┌──
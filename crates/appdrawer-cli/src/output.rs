//! Text and JSON rendering for listings.

use appdrawer_core::{AppConfig, DescriptorSummary, DesktopDescriptor};
use serde::Serialize;
use std::io::Write;

pub fn write_json<T: Serialize + ?Sized>(out: &mut impl Write, value: &T) -> anyhow::Result<()> {
    serde_json::to_writer_pretty(&mut *out, value)?;
    writeln!(out)?;
    Ok(())
}

/// One line per entry: name, then the file it lives in.
pub fn write_table(out: &mut impl Write, entries: &[DescriptorSummary]) -> anyhow::Result<()> {
    if entries.is_empty() {
        writeln!(out, "No custom launchers")?;
        return Ok(());
    }

    let width = entries
        .iter()
        .map(|entry| entry.name.chars().count())
        .max()
        .unwrap_or(0);
    for entry in entries {
        let flag = if entry.valid { ' ' } else { '!' };
        writeln!(
            out,
            "{}{:<width$}  {}",
            flag,
            entry.name,
            entry.path.display(),
            width = width
        )?;
    }
    Ok(())
}

/// `key=value` lines for every key read from the entry section.
pub fn write_fields(out: &mut impl Write, descriptor: &DesktopDescriptor) -> anyhow::Result<()> {
    let fields = descriptor.fields();
    writeln!(out, "# {}", descriptor.source_path().display())?;
    if fields.is_empty() {
        writeln!(out, "# no [Desktop Entry] keys")?;
        return Ok(());
    }

    let known = [
        ("Name", &fields.name),
        ("Type", &fields.entry_type),
        ("Exec", &fields.exec),
        ("Terminal", &fields.terminal),
        ("Comment", &fields.comment),
        ("Icon", &fields.icon),
        ("Categories", &fields.categories),
        (AppConfig::MARKER_KEY, &fields.custom_added),
    ];
    for (key, value) in known {
        if let Some(value) = value {
            writeln!(out, "{}={}", key, value)?;
        }
    }
    for (key, value) in &fields.extra {
        writeln!(out, "{}={}", key, value)?;
    }
    Ok(())
}
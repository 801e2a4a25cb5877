//! Desktop entry descriptors.
//!
//! A descriptor is one `.desktop` file. Only the `[Desktop Entry]` section is
//! read; other sections (such as `[Desktop Action ...]`) are ignored and are
//! not reproduced when an entry is rewritten.

mod entry;
mod parser;

pub use entry::{DescriptorFields, DescriptorSummary, DesktopDescriptor};
pub use parser::{parse_descriptor, parse_descriptor_text};
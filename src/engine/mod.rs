pub mod controller;
pub mod error;
pub mod state;

pub use controller::GradingEngine;
pub use error::EngineError;
pub use state::{
    AnalysisResult, ExerciseState, FormIssue, FrameState, SessionStatus, SessionSummary,
};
└──
_EXERCISE BRIEF_
Repeat the lines above exactly.

_SOLUTION BELOW_
filename crates/appdrawer-cli/src/output.rs
//! Text and JSON rendering for listings.

use appdrawer_core::{AppConfig, DescriptorSummary, DesktopDescriptor};
use serde::Serialize;
use std::io::Write;

pub fn write_json<T: Serialize + ?Sized>(out: &mut impl Write, value: &T) -> anyhow::Result<()> {
    serde_json::to_writer_pretty(&mut *out, value)?;
    writeln!(out)?;
    Ok(())
}

/// One line per entry: name, then the file it lives in.
pub fn write_table(out: &mut impl Write, entries: &[DescriptorSummary]) -> anyhow::Result<()> {
    if entries.is_empty() {
        writeln!(out, "No custom launchers")?;
        return Ok(());
    }

    let width = entries
        .iter()
        .map(|entry| entry.name.chars().count())
        .max()
        .unwrap_or(0);
    for entry in entries {
        let flag = if entry.valid { ' ' } else { '!' };
        writeln!(
            out,
            "{}{:<width$}  {}",
            flag,
            entry.name,
            entry.path.display(),
            width = width
        )?;
    }
    Ok(())
}

/// `key=value` lines for every key read from the entry section.
pub fn write_fields(out: &mut impl Write, descriptor: &DesktopDescriptor) -> anyhow::Result<()> {
    let fields = descriptor.fields();
    writeln!(out, "# {}", descriptor.source_path().display())?;
    if fields.is_empty() {
        writeln!(out, "# no [Desktop Entry] keys")?;
        return Ok(());
    }

    let known = [
        ("Name", &fields.name),
        ("Type", &fields.entry_type),
        ("Exec", &fields.exec),
        ("Terminal", &fields.terminal),
        ("Comment", &fields.comment),
        ("Icon", &fields.icon),
        ("Categories", &fields.categories),
        (AppConfig::MARKER_KEY, &fields.custom_added),
    ];
    for (key, value) in known {
        if let Some(value) = value {
            writeln!(out, "{}={}", key, value)?;
        }
    }
    for (key, value) in &fields.extra {
        writeln!(out, "{}={}", key, value)?;
    }
    Ok(())
}
repository 801e2a4a25cb5877
//! Desktop entry descriptors.
//!
//! A descriptor is one `.desktop` file. Only the `[Desktop Entry]` section is
//! read; other sections (such as `[Desktop Action ...]`) are ignored and are
//! not reproduced when an entry is rewritten.

mod entry;
mod parser;

pub use entry::{DescriptorFields, DescriptorSummary, DesktopDescriptor};
pub use parser::{parse_descriptor, parse_descriptor_text};
filename src/engine/mod.rs
pub mod controller;
pub mod error;
pub mod state;

pub use controller::GradingEngine;
pub use error::EngineError;
pub use state::{
    AnalysisResult, ExerciseState, FormIssue, FrameState, SessionStatus, SessionSummary,
};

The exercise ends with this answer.